3 Italia, quando il roaming Tim era un valore aggiunto…

…tra un po’ sembrano altri tempi: 3 Italia, il primo gestore UMTS italiano, ha da sempre affiancato alla sua copertura quella di Tim. Un’ottima iniziativa: si somma così la performante rete 3G del gestore “made in Honk Kong” a quella del primo (almeno cronologicamente…) operatore GSM italiano.

Risultato? I clienti sono contenti e dove non hanno copertura UMTS possono usufruire di quella Tim. Rose e fiori?
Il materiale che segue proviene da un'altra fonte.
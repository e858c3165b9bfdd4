//! Test doubles for the host interfaces.

use std::sync::atomic::{AtomicU64, AtomicUsize, Ordering};
use std::sync::{Arc, Mutex};

use crate::config::Color;
use crate::content::ids::{director, mobs, objects};
use crate::error::{Error, Result};
use crate::geometry::{Vec2, Vec3};
use crate::host::{
    Conditions, DrawList, EventSink, GameClient, GameEntity, HostEvents, ObjectKind, Projection,
    SubscriptionId, WindowControl,
};
use crate::map::DungeonMapReader;
use crate::protocol::{Direction, NetworkMessage};

pub const LOCAL_PLAYER_ID: u32 = 0x1000_0001;

pub fn local_player() -> GameEntity {
    GameEntity {
        object_id: LOCAL_PLAYER_ID,
        name: "Adventurer".to_string(),
        kind: ObjectKind::Player,
        hitbox_radius: 0.5,
        current_hp: 10000,
        max_hp: 10000,
        ..GameEntity::default()
    }
}

pub fn enemy(object_id: u32, name_id: u32, position: Vec3) -> GameEntity {
    GameEntity {
        object_id,
        name_id,
        name: "Palace Hornet".to_string(),
        kind: ObjectKind::BattleNpc,
        sub_kind: mobs::ENEMY_SUB_KIND,
        position,
        hitbox_radius: 1.0,
        current_hp: 100,
        max_hp: 100,
        ..GameEntity::default()
    }
}

pub fn bronze_chest(object_id: u32, position: Vec3) -> GameEntity {
    GameEntity {
        object_id,
        data_id: objects::BRONZE_CHESTS[0],
        name: "Treasure Coffer".to_string(),
        kind: ObjectKind::Treasure,
        position,
        ..GameEntity::default()
    }
}

pub fn system_log_payload(log_id: u32, item_id: u8) -> Vec<u8> {
    let mut payload = vec![0u8; 32];
    payload[4..8].copy_from_slice(&log_id.to_le_bytes());
    payload[16] = item_id;
    payload
}

pub fn director_payload(kind: u8, content_id: u16) -> Vec<u8> {
    let mut payload = vec![0u8; 32];
    payload[0] = director::DIRECTOR_UPDATE;
    payload[4..6].copy_from_slice(&content_id.to_le_bytes());
    payload[8] = kind;
    payload
}

pub fn server_message(opcode: u16, payload: &[u8]) -> NetworkMessage<'_> {
    NetworkMessage {
        payload,
        opcode,
        source_actor: LOCAL_PLAYER_ID,
        target_actor: LOCAL_PLAYER_ID,
        direction: Direction::ZoneDown,
    }
}

struct GameState {
    zone: u16,
    conditions: Conditions,
    content_id: u64,
    player: Option<GameEntity>,
    objects: Vec<GameEntity>,
    fail_table: bool,
    panics_left: u32,
    fail_interact: bool,
    off_screen: bool,
    interactions: Vec<u32>,
}

/// In-memory game client
pub struct FakeGame {
    state: Mutex<GameState>,
}

impl FakeGame {
    pub fn new(zone: u16) -> Self {
        Self {
            state: Mutex::new(GameState {
                zone,
                conditions: Conditions::default(),
                content_id: 0x0040_0000_0000_0001,
                player: Some(local_player()),
                objects: Vec::new(),
                fail_table: false,
                panics_left: 0,
                fail_interact: false,
                off_screen: false,
                interactions: Vec::new(),
            }),
        }
    }

    pub fn set_zone(&self, zone: u16) {
        self.state.lock().unwrap().zone = zone;
    }

    pub fn set_between_areas(&self, value: bool) {
        self.state.lock().unwrap().conditions.between_areas = value;
    }

    pub fn set_local_content_id(&self, content_id: u64) {
        self.state.lock().unwrap().content_id = content_id;
    }

    pub fn set_player(&self, player: Option<GameEntity>) {
        self.state.lock().unwrap().player = player;
    }

    pub fn set_objects(&self, objects: Vec<GameEntity>) {
        self.state.lock().unwrap().objects = objects;
    }

    pub fn fail_object_table(&self, fail: bool) {
        self.state.lock().unwrap().fail_table = fail;
    }

    /// Make the next `times` object table reads panic
    pub fn panic_object_table(&self, times: u32) {
        self.state.lock().unwrap().panics_left = times;
    }

    pub fn fail_interactions(&self, fail: bool) {
        self.state.lock().unwrap().fail_interact = fail;
    }

    pub fn set_all_off_screen(&self, off_screen: bool) {
        self.state.lock().unwrap().off_screen = off_screen;
    }

    /// Object ids passed to `interact`, in call order
    pub fn interactions(&self) -> Vec<u32> {
        self.state.lock().unwrap().interactions.clone()
    }
}

impl GameClient for FakeGame {
    fn territory_type(&self) -> u16 {
        self.state.lock().unwrap().zone
    }

    fn conditions(&self) -> Conditions {
        self.state.lock().unwrap().conditions
    }

    fn local_content_id(&self) -> u64 {
        self.state.lock().unwrap().content_id
    }

    fn local_player(&self) -> Option<GameEntity> {
        self.state.lock().unwrap().player.clone()
    }

    fn object_table(&self) -> Result<Vec<GameEntity>> {
        let mut state = self.state.lock().unwrap();
        if state.panics_left > 0 {
            state.panics_left -= 1;
            drop(state);
            panic!("object table torn down");
        }
        if state.fail_table {
            return Err(Error::ObjectTableRead("table is being rebuilt".to_string()));
        }
        Ok(state.objects.clone())
    }

    fn world_to_screen(&self, world: Vec3) -> Projection {
        Projection {
            screen: Vec2::new(960.0 + world.x * 10.0, 540.0 + world.z * 10.0),
            on_screen: !self.state.lock().unwrap().off_screen,
        }
    }

    fn interact(&self, object_id: u32) -> Result<()> {
        let mut state = self.state.lock().unwrap();
        if state.fail_interact {
            return Err(Error::InteractionFailed {
                object_id,
                message: "target out of reach".to_string(),
            });
        }
        state.interactions.push(object_id);
        Ok(())
    }
}

/// Map widget with settable readings
#[derive(Default)]
pub struct FakeMap {
    floor_label: Mutex<Option<u32>>,
    passage_part: Mutex<Option<u16>>,
}

impl FakeMap {
    pub fn set_floor_label(&self, floor: Option<u32>) {
        *self.floor_label.lock().unwrap() = floor;
    }

    pub fn set_passage_part(&self, part: Option<u16>) {
        *self.passage_part.lock().unwrap() = part;
    }
}

impl DungeonMapReader for FakeMap {
    fn floor_label(&self) -> Option<u32> {
        *self.floor_label.lock().unwrap()
    }

    fn passage_part(&self) -> Option<u16> {
        *self.passage_part.lock().unwrap()
    }
}

#[derive(Debug, Clone, PartialEq)]
pub enum DrawCall {
    Text {
        pos: Vec2,
        color: Color,
        text: String,
    },
    CircleFilled {
        center: Vec2,
        radius: f32,
        color: Color,
    },
    Line {
        from: Vec2,
        to: Vec2,
        color: Color,
    },
    Polyline {
        points: Vec<Vec2>,
        color: Color,
        closed: bool,
    },
    PolyFilled {
        points: Vec<Vec2>,
        color: Color,
    },
}

/// Draw list that records every primitive
#[derive(Debug, Default)]
pub struct RecordingDrawList {
    pub calls: Vec<DrawCall>,
}

impl RecordingDrawList {
    pub fn count(&self, pred: impl Fn(&DrawCall) -> bool) -> usize {
        self.calls.iter().filter(|call| pred(call)).count()
    }
}

impl DrawList for RecordingDrawList {
    fn add_text(&mut self, pos: Vec2, color: Color, text: &str) {
        self.calls.push(DrawCall::Text {
            pos,
            color,
            text: text.to_string(),
        });
    }

    fn add_circle_filled(&mut self, center: Vec2, radius: f32, color: Color) {
        self.calls.push(DrawCall::CircleFilled {
            center,
            radius,
            color,
        });
    }

    fn add_line(&mut self, from: Vec2, to: Vec2, color: Color, _thickness: f32) {
        self.calls.push(DrawCall::Line { from, to, color });
    }

    fn add_polyline(&mut self, points: &[Vec2], color: Color, _thickness: f32, closed: bool) {
        self.calls.push(DrawCall::Polyline {
            points: points.to_vec(),
            color,
            closed,
        });
    }

    fn add_convex_poly_filled(&mut self, points: &[Vec2], color: Color) {
        self.calls.push(DrawCall::PolyFilled {
            points: points.to_vec(),
            color,
        });
    }
}

/// Counts window requests
#[derive(Default)]
pub struct FakeWindows {
    shown: AtomicUsize,
    closed: AtomicUsize,
}

impl FakeWindows {
    pub fn shown(&self) -> usize {
        self.shown.load(Ordering::SeqCst)
    }

    pub fn closed(&self) -> usize {
        self.closed.load(Ordering::SeqCst)
    }
}

impl WindowControl for FakeWindows {
    fn show_main_window(&self) {
        self.shown.fetch_add(1, Ordering::SeqCst);
    }

    fn close_main_window(&self) {
        self.closed.fetch_add(1, Ordering::SeqCst);
    }
}

/// Host that delivers events synchronously to its subscribers
#[derive(Default)]
pub struct FakeHost {
    next_id: AtomicU64,
    sinks: Mutex<Vec<(SubscriptionId, Arc<dyn EventSink>)>>,
}

impl FakeHost {
    fn sinks(&self) -> Vec<Arc<dyn EventSink>> {
        let sinks = self.sinks.lock().unwrap();
        sinks.iter().map(|(_, sink)| Arc::clone(sink)).collect()
    }

    pub fn subscriber_count(&self) -> usize {
        self.sinks.lock().unwrap().len()
    }

    pub fn deliver_message(&self, msg: &NetworkMessage<'_>) {
        for sink in self.sinks() {
            sink.on_network_message(msg);
        }
    }

    pub fn deliver_frame(&self, draw: &mut dyn DrawList) {
        for sink in self.sinks() {
            sink.on_frame(draw);
        }
    }

    pub fn deliver_zone_change(&self, zone: u16) {
        for sink in self.sinks() {
            sink.on_zone_changed(zone);
        }
    }
}

impl HostEvents for FakeHost {
    fn subscribe(&self, sink: Arc<dyn EventSink>) -> SubscriptionId {
        let id = SubscriptionId(self.next_id.fetch_add(1, Ordering::SeqCst));
        self.sinks.lock().unwrap().push((id, sink));
        id
    }

    fn unsubscribe(&self, id: SubscriptionId) {
        self.sinks.lock().unwrap().retain(|(sink_id, _)| *sink_id != id);
    }
}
Per lungo tempo sì, tanto che H3G aveva messo in commercio usim 2G: schede sim che potevano andare anche in terminali NON UMTS. Una rivoluzione, sembrava che da Trezzano il gestore volesse portare le proprie schede in tutti i portafogli degli italiani. Almeno fino a poco tempo fa: la copertura, secondo alcuni clienti, da qualche mese non procede con la stessa velocità dei primi anni e la nuova mappa di copertura H3G mostra ancora corpose zone del territorio italiano non coperte dal segnale diretto di 3.
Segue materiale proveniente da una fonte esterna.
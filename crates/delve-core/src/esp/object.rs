use serde::{Deserialize, Serialize};
use strum::{Display, IntoStaticStr};

use super::MobInfo;
use crate::config::{Color, EspColors};
use crate::constants::range::{CHEST_INTERACTION, DEFAULT_AGGRO};
use crate::content::ids::{mobs, objects};
use crate::geometry::Vec3;
use crate::host::{GameEntity, ObjectKind};

/// Overlay category of a scanned entity
#[derive(
    Debug, Clone, Copy, PartialEq, Eq, Hash, Serialize, Deserialize, IntoStaticStr, Display,
)]
pub enum EspType {
    Player,
    Enemy,
    Mimic,
    FriendlyEnemy,
    BronzeChest,
    SilverChest,
    GoldChest,
    AccursedHoard,
    AccursedHoardCoffer,
    MimicChest,
    Trap,
    Return,
    Passage,
}

impl EspType {
    /// Objects that can be opened by interacting with them
    pub fn is_chest(&self) -> bool {
        matches!(
            self,
            Self::BronzeChest | Self::SilverChest | Self::GoldChest | Self::AccursedHoardCoffer
        )
    }

    pub fn is_mob(&self) -> bool {
        matches!(self, Self::Enemy | Self::Mimic | Self::FriendlyEnemy)
    }

    /// Overlay category for a non-player entity, or `None` when the overlay
    /// has nothing to show for it
    pub fn classify(entity: &GameEntity) -> Option<Self> {
        match entity.kind {
            ObjectKind::BattleNpc => classify_mob(entity),
            ObjectKind::Treasure | ObjectKind::EventObj => classify_object(entity.data_id),
            _ => None,
        }
    }
}

fn classify_mob(entity: &GameEntity) -> Option<EspType> {
    if entity.max_hp > 0 && entity.current_hp == 0 {
        return None;
    }
    if mobs::MIMICS.contains(&entity.name_id) {
        Some(EspType::Mimic)
    } else if mobs::FRIENDLY_LOOKALIKES.contains(&entity.name_id) {
        Some(EspType::FriendlyEnemy)
    } else {
        Some(EspType::Enemy)
    }
}

fn classify_object(data_id: u32) -> Option<EspType> {
    let kind = match data_id {
        id if objects::BRONZE_CHESTS.contains(&id) => EspType::BronzeChest,
        objects::SILVER_CHEST => EspType::SilverChest,
        objects::GOLD_CHEST => EspType::GoldChest,
        objects::ACCURSED_HOARD => EspType::AccursedHoard,
        objects::ACCURSED_HOARD_COFFER => EspType::AccursedHoardCoffer,
        id if objects::MIMIC_COFFERS.contains(&id) => EspType::MimicChest,
        id if objects::TRAPS.contains(&id) => EspType::Trap,
        id if objects::RETURN_POINTS.contains(&id) => EspType::Return,
        id if objects::PASSAGE_POINTS.contains(&id) => EspType::Passage,
        _ => return None,
    };
    Some(kind)
}

/// How a mob notices the player
#[derive(
    Debug,
    Clone,
    Copy,
    PartialEq,
    Eq,
    Default,
    Serialize,
    Deserialize,
    IntoStaticStr,
    Display,
)]
pub enum AggroType {
    Sight,
    Sound,
    #[default]
    Proximity,
    /// Value in the mob table that the overlay cannot draw
    #[serde(other)]
    Undetermined,
}

/// Classified entity as published in a snapshot
#[derive(Debug, Clone, PartialEq, Serialize, Deserialize)]
pub struct EspObject {
    pub entity: GameEntity,
    pub kind: EspType,
    /// Distance to the local player at scan time
    pub distance: f32,
    pub mob: Option<MobInfo>,
}

impl EspObject {
    pub fn new(entity: GameEntity, kind: EspType, player_position: Vec3, mob: Option<MobInfo>) -> Self {
        let distance = entity.position.distance(player_position);
        Self {
            entity,
            kind,
            distance,
            mob,
        }
    }

    /// Entry for the local player itself
    pub fn player(entity: GameEntity) -> Self {
        Self {
            entity,
            kind: EspType::Player,
            distance: 0.0,
            mob: None,
        }
    }

    pub fn position(&self) -> Vec3 {
        self.entity.position
    }

    pub fn in_combat(&self) -> bool {
        self.entity.in_combat
    }

    pub fn is_enemy_sub_kind(&self) -> bool {
        self.entity.sub_kind == mobs::ENEMY_SUB_KIND
    }

    /// Mobs missing from the mob table are assumed to aggro by proximity
    pub fn aggro_type(&self) -> AggroType {
        self.mob
            .as_ref()
            .map(|mob| mob.aggro_type)
            .unwrap_or_default()
    }

    pub fn is_patrol(&self) -> bool {
        self.mob.as_ref().is_some_and(|mob| mob.patrol)
    }

    pub fn aggro_distance(&self) -> f32 {
        self.mob
            .as_ref()
            .and_then(|mob| mob.aggro_distance)
            .unwrap_or(DEFAULT_AGGRO + self.entity.hitbox_radius)
    }

    pub fn interaction_distance(&self) -> f32 {
        if self.kind.is_chest() {
            CHEST_INTERACTION
        } else {
            0.0
        }
    }

    pub fn render_color(&self, colors: &EspColors) -> Color {
        match self.kind {
            EspType::Player => colors.player,
            EspType::Enemy => colors.enemy,
            EspType::Mimic => colors.mimic,
            EspType::FriendlyEnemy => colors.friendly_enemy,
            EspType::BronzeChest => colors.bronze_chest,
            EspType::SilverChest => colors.silver_chest,
            EspType::GoldChest | EspType::AccursedHoardCoffer => colors.gold_chest,
            EspType::AccursedHoard => colors.accursed_hoard,
            EspType::MimicChest => colors.mimic_chest,
            EspType::Trap => colors.trap,
            EspType::Return => colors.return_point,
            EspType::Passage => colors.passage,
        }
    }
}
Dove è il problema? Che i clienti di quelle aree, oltre a non poter usufruire di molte opzioni voce preferenziali e quelle dati, ora rischiano la beffa nella beffa: alla totale assenza di copertura diretta si sommano i limiti dell’uso in roaming e la “punizione” di aver usato sotto rete Tim un’opzione (CeVGuA) che prevedeva proprio questa possibilità.

E pensare che una volta il roaming nazionale era considerato un valore aggiunto… ora rischia di essere discriminante.